Mi sono sentita sperduta, come una bambina lasciata sola in un luogo sconosciuto, dove tutto è ostile ed estraneo. Non c'era un argine o un ciglio che potessi toccare per riconoscere un sentiero già percorso, nessuna briciola da seguire per ritrovare la strada sicura. L'unica certezza era il mio stomaco aggrovigliato e dolente per la paura di un non ritorno. Credo fosse una foresta impervia e cupa nel buio, dove ogni albero esponeva radici infide al passo, così ogni parola avrebbe fatto inciampare senza mani tese a sollevare.

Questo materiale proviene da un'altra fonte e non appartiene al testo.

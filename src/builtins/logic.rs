//! Boolean operators: &&, ||, !, xor
//!
//! The evaluator short-circuits `&&` and `||` at call sites; the
//! overloads here are the strict forms reached through pipes, partial
//! application, and other first-class uses.

use super::{BuiltinFunc, Registry, TypeSpec};
use crate::error::NumFuError;
use crate::interpreter::Interpreter;
use crate::value::Value;

fn and(_interp: &mut Interpreter, args: &[Value]) -> Result<Value, NumFuError> {
    Ok(Value::Bool(args[0].truthy() && args[1].truthy()))
}

fn or(_interp: &mut Interpreter, args: &[Value]) -> Result<Value, NumFuError> {
    Ok(Value::Bool(args[0].truthy() || args[1].truthy()))
}

fn not(_interp: &mut Interpreter, args: &[Value]) -> Result<Value, NumFuError> {
    Ok(Value::Bool(!args[0].truthy()))
}

fn xor(_interp: &mut Interpreter, args: &[Value]) -> Result<Value, NumFuError> {
    Ok(Value::Bool(args[0].truthy() != args[1].truthy()))
}

pub fn register(reg: &mut Registry) {
    reg.core(BuiltinFunc::new("&&").add(vec![TypeSpec::Any, TypeSpec::Any], and));
    reg.core(BuiltinFunc::new("||").add(vec![TypeSpec::Any, TypeSpec::Any], or));
    reg.core(BuiltinFunc::new("!").add(vec![TypeSpec::Any], not));
    reg.core(BuiltinFunc::new("xor").add(vec![TypeSpec::Any, TypeSpec::Any], xor));
}
//! Comparison operators: ==, !=, <, >, <=, >=
//!
//! Equality is structural and deep; it evaluates list elements, which is
//! why `==` and `!=` are registered with `eval_lists`. Ordering is
//! defined for numbers only and follows NaN semantics (every ordered
//! comparison against nan is false).

use std::cmp::Ordering;

use super::{as_num, value_eq, BuiltinFunc, Registry, TypeSpec};
use crate::error::NumFuError;
use crate::interpreter::Interpreter;
use crate::value::Value;

fn eq(interp: &mut Interpreter, args: &[Value]) -> Result<Value, NumFuError> {
    Ok(Value::Bool(value_eq(interp, &args[0], &args[1])?))
}

fn ne(interp: &mut Interpreter, args: &[Value]) -> Result<Value, NumFuError> {
    Ok(Value::Bool(!value_eq(interp, &args[0], &args[1])?))
}

fn cmp(args: &[Value], accept: &[Ordering]) -> Result<Value, NumFuError> {
    let (a, b) = (as_num(&args[0])?, as_num(&args[1])?);
    let holds = match a.cmp_num(b) {
        Some(ord) => accept.contains(&ord),
        None => false,
    };
    Ok(Value::Bool(holds))
}

fn lt(_interp: &mut Interpreter, args: &[Value]) -> Result<Value, NumFuError> {
    cmp(args, &[Ordering::Less])
}

fn gt(_interp: &mut Interpreter, args: &[Value]) -> Result<Value, NumFuError> {
    cmp(args, &[Ordering::Greater])
}

fn le(_interp: &mut Interpreter, args: &[Value]) -> Result<Value, NumFuError> {
    cmp(args, &[Ordering::Less, Ordering::Equal])
}

fn ge(_interp: &mut Interpreter, args: &[Value]) -> Result<Value, NumFuError> {
    cmp(args, &[Ordering::Greater, Ordering::Equal])
}

pub fn register(reg: &mut Registry) {
    reg.core(
        BuiltinFunc::new("==")
            .eval_lists()
            .add(vec![TypeSpec::Any, TypeSpec::Any], eq),
    );
    reg.core(
        BuiltinFunc::new("!=")
            .eval_lists()
            .add(vec![TypeSpec::Any, TypeSpec::Any], ne),
    );
    reg.core(BuiltinFunc::new("<").add(vec![TypeSpec::Number, TypeSpec::Number], lt));
    reg.core(BuiltinFunc::new(">").add(vec![TypeSpec::Number, TypeSpec::Number], gt));
    reg.core(BuiltinFunc::new("<=").add(vec![TypeSpec::Number, TypeSpec::Number], le));
    reg.core(BuiltinFunc::new(">=").add(vec![TypeSpec::Number, TypeSpec::Number], ge));
}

La sera mi aveva già sfiancata e io non avevo più forze per attraversare. Le avevo prestate alle bambole scure della notte e ai loro orchi, immaginandomi nell'oscillare spavaldo ma sgomento di trampoli sull'asfalto. Che prezzo avrebbe avuto allora la mia libertà? E il turbine di paure e pensieri nel tempo scandito dai salti di inquiete ranocchie: comprendi la mia tristezza? Quale tristezza più grande di un mondo perduto per me e per loro? Di quello non vissuto per un soffio? Quella nostalgia struggente per ciò che avrebbe potuto essere, per quell'attimo cristallizzato e sospeso in cui si apre una finestra su un'altra vita.
In attesa, sul fondo.
Tu togli dalle tasche quel possibile, quella rinuncia, quella speranza di felicità in nome di un sorriso certo. Non sai quanto male fa la tua luce contro il buio della notte.